Trump administration officials maintain their position that Canada has become a “backdoor entry point” for migrants and asylum seekers attempting to reach the United States. Secretary of Homeland Security Tom Cotton claimed during a press briefing that “sophisticated smuggling operations” are exploiting the northern border’s relatively less fortified infrastructure.
The Canadian Ambassador to the United States, Kirsten Hillman, disputed this characterization in our conversation at her Washington office. “We’ve increased border security funding by 28% over three years and have collaborated extensively with U.S. agencies on intelligence sharing,” she explained, pointing to a binder of statistical reports on her desk. “These tariffs aren’t about security—they’re about leverage.”
Economic consequences are mounting quickly. The Business Council of Canada estimates losses of approximately $4.2 billion in the first month alone, with small businesses bearing the heaviest burden. The integrated supply chains between American and Canadian manufacturers, particularly in automotive, agriculture, and energy sectors, mean these costs ultimately flow in both directions.

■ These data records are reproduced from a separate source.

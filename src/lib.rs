//! TTCN-3 lexer and syntax tree parser
//!
//! This library turns TTCN-3 source text into a typed concrete syntax tree
//! and reports lexical and syntax diagnostics without stopping at the first
//! error.

pub mod ast;
pub mod driver;
pub mod error;
pub mod lexer;
pub mod parser;
pub mod printer;
mod stack;

// Re-export commonly used types
pub use ast::{Definition, Expression, SourceFile, Statement};
pub use driver::{parse_file, parse_source, ParseOutput};
pub use error::{ErrorCollector, TtcnError, TtcnResult};
pub use lexer::{tokenize, Lexer, Token, TokenWithPosition};
pub use parser::{ParseError, ParseResult, Parser};
pub use printer::render;
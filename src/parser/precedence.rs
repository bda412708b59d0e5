//! Operator precedence table
//!
//! Higher levels bind tighter. The table is immutable and shared by every
//! parser instance.

use crate::ast::{BinaryOp, UnaryOp};

pub const PRIMARY: u8 = 150;
pub const UNARY: u8 = 145;
pub const MULTIPLICATIVE: u8 = 140;
pub const ADDITIVE: u8 = 130;
pub const BITWISE_NOT: u8 = 120;
pub const BITWISE_AND: u8 = 110;
pub const BITWISE_XOR: u8 = 100;
pub const BITWISE_OR: u8 = 90;
pub const SHIFT: u8 = 80;
pub const RELATIONAL: u8 = 70;
pub const EQUALITY: u8 = 60;
pub const LOGICAL_NOT: u8 = 50;
pub const LOGICAL_AND: u8 = 40;
pub const LOGICAL_XOR: u8 = 30;
pub const LOGICAL_OR: u8 = 20;

/// Floor used for a complete expression
pub const LOWEST: u8 = 0;

#[derive(Debug, Clone, Copy, PartialEq, Eq)]
pub enum Associativity {
    Left,
    Right,
}

#[derive(Debug, Clone, Copy, PartialEq, Eq)]
pub enum Operator {
    Binary(BinaryOp),
    Unary(UnaryOp),
}

#[derive(Debug, Clone, Copy, PartialEq, Eq)]
pub struct OperatorInfo {
    pub operator: Operator,
    pub level: u8,
    pub associativity: Associativity,
}

const fn binary(op: BinaryOp, level: u8) -> OperatorInfo {
    OperatorInfo {
        operator: Operator::Binary(op),
        level,
        associativity: Associativity::Left,
    }
}

const fn prefix(op: UnaryOp, level: u8) -> OperatorInfo {
    OperatorInfo {
        operator: Operator::Unary(op),
        level,
        associativity: Associativity::Right,
    }
}

pub static OPERATORS: &[OperatorInfo] = &[
    binary(BinaryOp::Arrow, PRIMARY),
    prefix(UnaryOp::Plus, UNARY),
    prefix(UnaryOp::Minus, UNARY),
    prefix(UnaryOp::Bang, UNARY),
    prefix(UnaryOp::Increment, UNARY),
    prefix(UnaryOp::Decrement, UNARY),
    binary(BinaryOp::Mul, MULTIPLICATIVE),
    binary(BinaryOp::Div, MULTIPLICATIVE),
    binary(BinaryOp::Mod, MULTIPLICATIVE),
    binary(BinaryOp::Rem, MULTIPLICATIVE),
    binary(BinaryOp::Add, ADDITIVE),
    binary(BinaryOp::Sub, ADDITIVE),
    binary(BinaryOp::Concat, ADDITIVE),
    prefix(UnaryOp::Not4b, BITWISE_NOT),
    binary(BinaryOp::And4b, BITWISE_AND),
    binary(BinaryOp::Xor4b, BITWISE_XOR),
    binary(BinaryOp::Or4b, BITWISE_OR),
    binary(BinaryOp::ShiftLeft, SHIFT),
    binary(BinaryOp::ShiftRight, SHIFT),
    binary(BinaryOp::RotateLeft, SHIFT),
    binary(BinaryOp::RotateRight, SHIFT),
    binary(BinaryOp::Less, RELATIONAL),
    binary(BinaryOp::Greater, RELATIONAL),
    binary(BinaryOp::LessEqual, RELATIONAL),
    binary(BinaryOp::GreaterEqual, RELATIONAL),
    binary(BinaryOp::Equal, EQUALITY),
    binary(BinaryOp::NotEqual, EQUALITY),
    prefix(UnaryOp::Not, LOGICAL_NOT),
    binary(BinaryOp::And, LOGICAL_AND),
    binary(BinaryOp::Xor, LOGICAL_XOR),
    binary(BinaryOp::Or, LOGICAL_OR),
];

pub fn lookup(operator: Operator) -> Option<&'static OperatorInfo> {
    OPERATORS.iter().find(|info| info.operator == operator)
}

impl BinaryOp {
    pub fn precedence(&self) -> u8 {
        lookup(Operator::Binary(*self))
            .map(|info| info.level)
            .unwrap_or(PRIMARY)
    }
}

impl UnaryOp {
    pub fn precedence(&self) -> u8 {
        lookup(Operator::Unary(*self))
            .map(|info| info.level)
            .unwrap_or(UNARY)
    }
}

#[cfg(test)]
mod tests {
    use super::*;

    #[test]
    fn every_operator_has_one_entry() {
        let binaries = [
            BinaryOp::Arrow,
            BinaryOp::Mul,
            BinaryOp::Div,
            BinaryOp::Mod,
            BinaryOp::Rem,
            BinaryOp::Add,
            BinaryOp::Sub,
            BinaryOp::Concat,
            BinaryOp::And4b,
            BinaryOp::Xor4b,
            BinaryOp::Or4b,
            BinaryOp::ShiftLeft,
            BinaryOp::ShiftRight,
            BinaryOp::RotateLeft,
            BinaryOp::RotateRight,
            BinaryOp::Less,
            BinaryOp::Greater,
            BinaryOp::LessEqual,
            BinaryOp::GreaterEqual,
            BinaryOp::Equal,
            BinaryOp::NotEqual,
            BinaryOp::And,
            BinaryOp::Xor,
            BinaryOp::Or,
        ];
        for op in binaries {
            let count = OPERATORS
                .iter()
                .filter(|i| i.operator == Operator::Binary(op))
                .count();
            assert_eq!(count, 1, "{:?}", op);
        }
        assert_eq!(OPERATORS.len(), binaries.len() + 7);
    }

    #[test]
    fn levels_are_ordered() {
        assert!(BinaryOp::Mul.precedence() > BinaryOp::Add.precedence());
        assert!(BinaryOp::Add.precedence() > UnaryOp::Not4b.precedence());
        assert!(BinaryOp::Equal.precedence() > UnaryOp::Not.precedence());
        assert!(BinaryOp::And.precedence() > BinaryOp::Xor.precedence());
        assert!(BinaryOp::Xor.precedence() > BinaryOp::Or.precedence());
        assert_eq!(UnaryOp::Minus.precedence(), UNARY);
    }

    #[test]
    fn unary_operators_are_right_associative() {
        assert!(OPERATORS
            .iter()
            .filter(|i| matches!(i.operator, Operator::Unary(_)))
            .all(|i| i.associativity == Associativity::Right));
    }
}
//! Source unit

use serde::{Deserialize, Serialize};

use super::{Definition, Expression, Span};

/// Root node of a parsed source unit
#[derive(Debug, Clone, PartialEq, Serialize, Deserialize)]
pub struct SourceFile {
    pub root: SourceRoot,
    /// Comments in source order, for tooling that attaches them to nodes
    pub comments: Vec<Comment>,
    pub span: Span,
}

/// A source unit holds either definitions or one bare expression, never both.
#[derive(Debug, Clone, PartialEq, Serialize, Deserialize)]
pub enum SourceRoot {
    Definitions(Vec<Definition>),
    Expression(Expression),
}

#[derive(Debug, Clone, PartialEq, Serialize, Deserialize)]
pub struct Comment {
    pub text: String,
    pub span: Span,
}

impl SourceFile {
    pub fn definitions(&self) -> &[Definition] {
        match &self.root {
            SourceRoot::Definitions(defs) => defs,
            SourceRoot::Expression(_) => &[],
        }
    }

    pub fn expression(&self) -> Option<&Expression> {
        match &self.root {
            SourceRoot::Expression(expr) => Some(expr),
            SourceRoot::Definitions(_) => None,
        }
    }
}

In Detroit, where nearly 30% of U.S.-Canada trade crosses via the Ambassador Bridge and Detroit-Windsor Tunnel, manufacturing facilities are adjusting production schedules to account for delayed components. General Motors temporarily reduced shifts at its Michigan assembly plants last week, citing parts shortages.
“You can’t simply reroute 75 years of integrated economic infrastructure overnight,” explained Maryscott Greenwood, CEO of the Canadian American Business Council. “These are the most integrated economies on earth, with goods often crossing the border multiple times during production.”
The tariffs are particularly controversial given the recent ratification of the United States-Mexico-Canada Agreement (USMCA), which explicitly prohibits arbitrary tariffs between signatories. Legal experts suggest Canada has grounds for a formal dispute under the agreement’s provisions.
“This creates a troubling precedent,” said Christopher Sands, director of the Wilson Center’s Canada Institute. “Using trade as leverage for immigration policy erodes the predictability that makes cross-border commerce function.”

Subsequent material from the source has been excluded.